TL;DR
GAViD introduces a large-scale multimodal dataset with annotations for group affect, enabling improved context-aware recognition of emotions in social videos, and presents a neural network model achieving competitive accuracy.
Contribution
The paper provides the GAViD dataset with multimodal, annotated social videos and proposes CAGNet, a model for context-aware group affect recognition, advancing research in social affect analysis.
Findings
CAGNet achieves 63.20% accuracy on GAViD.
GAViD dataset contains 5091 annotated video clips.

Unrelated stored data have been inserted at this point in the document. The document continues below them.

//! End-to-end route pattern parsing: realistic templates through the public
//! surface, from source text to tree shape, parameter summaries, and
//! diagnostics.

use insta::assert_snapshot;
use trellis::diagnostics::render;
use trellis::route::{parse_route_pattern, Parameter, Pattern, RoutePatternTree};
use trellis::text::VirtualCharSequence;

fn parse(source: &str) -> RoutePatternTree {
    parse_route_pattern(VirtualCharSequence::from_source(0, source))
}

// ===== well-formed templates =====

#[test]
fn test_conventional_default_route() {
    let tree = parse("{controller=Home}/{action=Index}/{id?}");
    assert!(
        tree.diagnostics().is_empty(),
        "conventional route should parse clean, got {:?}",
        tree.diagnostics()
    );

    let names: Vec<&str> = tree.parameters().iter().map(|p| p.name.as_str()).collect();
    assert_eq!(names, vec!["controller", "action", "id"]);
    assert_eq!(tree.parameters()[0].default_value.as_deref(), Some("Home"));
    assert_eq!(tree.parameters()[1].default_value.as_deref(), Some("Index"));
    assert!(tree.parameters()[2].is_optional);

    assert_snapshot!(tree.root().dump(), @r#"
Pattern
  Segment
    Parameter
      OpenBraceToken "{"
      ParameterName
        ParameterNameToken "controller"
      DefaultValue
        EqualsToken "="
        DefaultValueToken "Home"
      CloseBraceToken "}"
  Separator
    SlashToken "/"
  Segment
    Parameter
      OpenBraceToken "{"
      ParameterName
        ParameterNameToken "action"
      DefaultValue
        EqualsToken "="
        DefaultValueToken "Index"
      CloseBraceToken "}"
  Separator
    SlashToken "/"
  Segment
    Parameter
      OpenBraceToken "{"
      ParameterName
        ParameterNameToken "id"
      Optional
        QuestionMarkToken "?"
      CloseBraceToken "}"
  EndOfPatternToken (missing)
"#);
}

#[test]
fn test_catch_all_parameter_summary_serializes() {
    let tree = parse("files/{**path}");
    assert!(tree.diagnostics().is_empty());

    let json = serde_json::to_string_pretty(tree.parameters()).unwrap();
    assert_snapshot!(json, @r#"
[
  {
    "name": "path",
    "is_catch_all": true,
    "is_optional": false,
    "encode_slashes": false,
    "default_value": null,
    "policies": []
  }
]
"#);
}

#[test]
fn test_typed_views_over_constrained_route() {
    let tree = parse("api/orders/{id:int:min(1)}");
    assert!(tree.diagnostics().is_empty());

    let pattern = Pattern::cast(tree.root()).expect("root casts to a pattern view");
    let segments: Vec<_> = pattern.segments().collect();
    assert_eq!(segments.len(), 3);

    let parameter = segments[2]
        .parameters()
        .next()
        .expect("last segment holds the parameter");
    assert_eq!(parameter.name(), "id");
    assert!(!parameter.is_catch_all());
    assert!(!parameter.is_optional());

    let policies: Vec<String> = parameter.policies().map(|p| p.text()).collect();
    assert_eq!(policies, vec![":int", ":min(1)"]);
}

#[test]
fn test_parameters_come_back_in_source_order() {
    let tree = parse("{y}/{x}/{z}");
    let names: Vec<&str> = tree.parameters().iter().map(|p| p.name.as_str()).collect();
    assert_eq!(names, vec!["y", "x", "z"]);
}

// ===== malformed templates =====

#[test]
fn test_unterminated_parameter_keeps_tree_shape() {
    let tree = parse("api/{id");

    // The text survives untouched even though the close brace never came.
    assert_eq!(tree.root().text(), "api/{id");
    assert_snapshot!(tree.root().dump(), @r#"
Pattern
  Segment
    Literal
      LiteralToken "api"
  Separator
    SlashToken "/"
  Segment
    Parameter
      OpenBraceToken "{"
      ParameterName
        ParameterNameToken "id"
      CloseBraceToken (missing)
  EndOfPatternToken (missing)
"#);

    assert_eq!(tree.diagnostics().len(), 1);
    assert_snapshot!(
        tree.diagnostics()[0].to_string(),
        @"error: There is an incomplete parameter in the route template. Check that each '{' character has a matching '}' character. at [7..7)"
    );

    // Parameter summaries are still collected for recovered parameters.
    assert_eq!(tree.parameters().len(), 1);
    assert_eq!(tree.parameters()[0].name, "id");
}

#[test]
fn test_optional_must_follow_period_literal() {
    let tree = parse("{first?}/rest");
    assert!(tree.diagnostics().is_empty(), "optional ordering is legal here");

    let tree = parse("x{first?}");
    let messages: Vec<&str> = tree
        .diagnostics()
        .iter()
        .map(|d| d.message.as_str())
        .collect();
    assert_eq!(messages.len(), 1);
    assert!(messages[0].contains("preceded by an invalid segment 'x'"));
}

// ===== embedding in a host document =====

#[test]
fn test_spans_follow_host_offset() {
    let host = r#"app.map("{region}/{region}", handler)"#;
    let literal = "{region}/{region}";
    let offset = host.find(literal).unwrap();

    let tree = parse_route_pattern(VirtualCharSequence::from_source(offset, literal));

    // The duplicate name diagnostic points at the second occurrence, in
    // host coordinates.
    assert_eq!(tree.diagnostics().len(), 1);
    let diagnostic = &tree.diagnostics()[0];
    assert_eq!(&host[diagnostic.span.start..diagnostic.span.end], "{region}");
    assert_eq!(diagnostic.span.start, offset + "{region}/".len());

    let rendered = render(host, diagnostic);
    assert!(rendered.contains("appears more than one time"));

    // Only the first occurrence makes it into the summaries.
    assert_eq!(tree.parameters().len(), 1);

    let root_span = tree.root().span().unwrap();
    assert_eq!(&host[root_span.start..root_span.end], literal);
}

// ===== parameter views =====

#[test]
fn test_parameter_view_exposes_catch_all_flavors() {
    let tree = parse("{*single}");
    let pattern = Pattern::cast(tree.root()).unwrap();
    let parameter: Parameter<'_> = pattern
        .segments()
        .next()
        .and_then(|segment| segment.parameters().next())
        .unwrap();
    assert!(parameter.is_catch_all());
    assert!(parameter.encode_slashes());

    let tree = parse("{**double}");
    let pattern = Pattern::cast(tree.root()).unwrap();
    let parameter = pattern
        .segments()
        .next()
        .and_then(|segment| segment.parameters().next())
        .unwrap();
    assert!(parameter.is_catch_all());
    assert!(!parameter.encode_slashes());
}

Code and dataset are publicly available at github.com/deepakkumar-iitr/GAViD.
Abstract
Understanding affective dynamics in real-world social systems is fundamental to modeling and analyzing human-human interactions in complex environments. Group affect emerges from intertwined human-human interactions, contextual influences, and behavioral cues, making its quantitative modeling a challenging computational social systems problem. However, computational modeling of group affect in in-the-wild scenarios remains challenging due to limited large-scale annotated datasets and the inherent complexity of multimodal social interactions shaped by contextual and behavioral variability. The lack of comprehensive datasets annotated with multimodal and contextual information further limits advances in the field. To address this, we introduce the Group Affect from ViDeos (GAViD) dataset, comprising 5091 video clips with multimodal data (video, audio and context), annotated with ternary…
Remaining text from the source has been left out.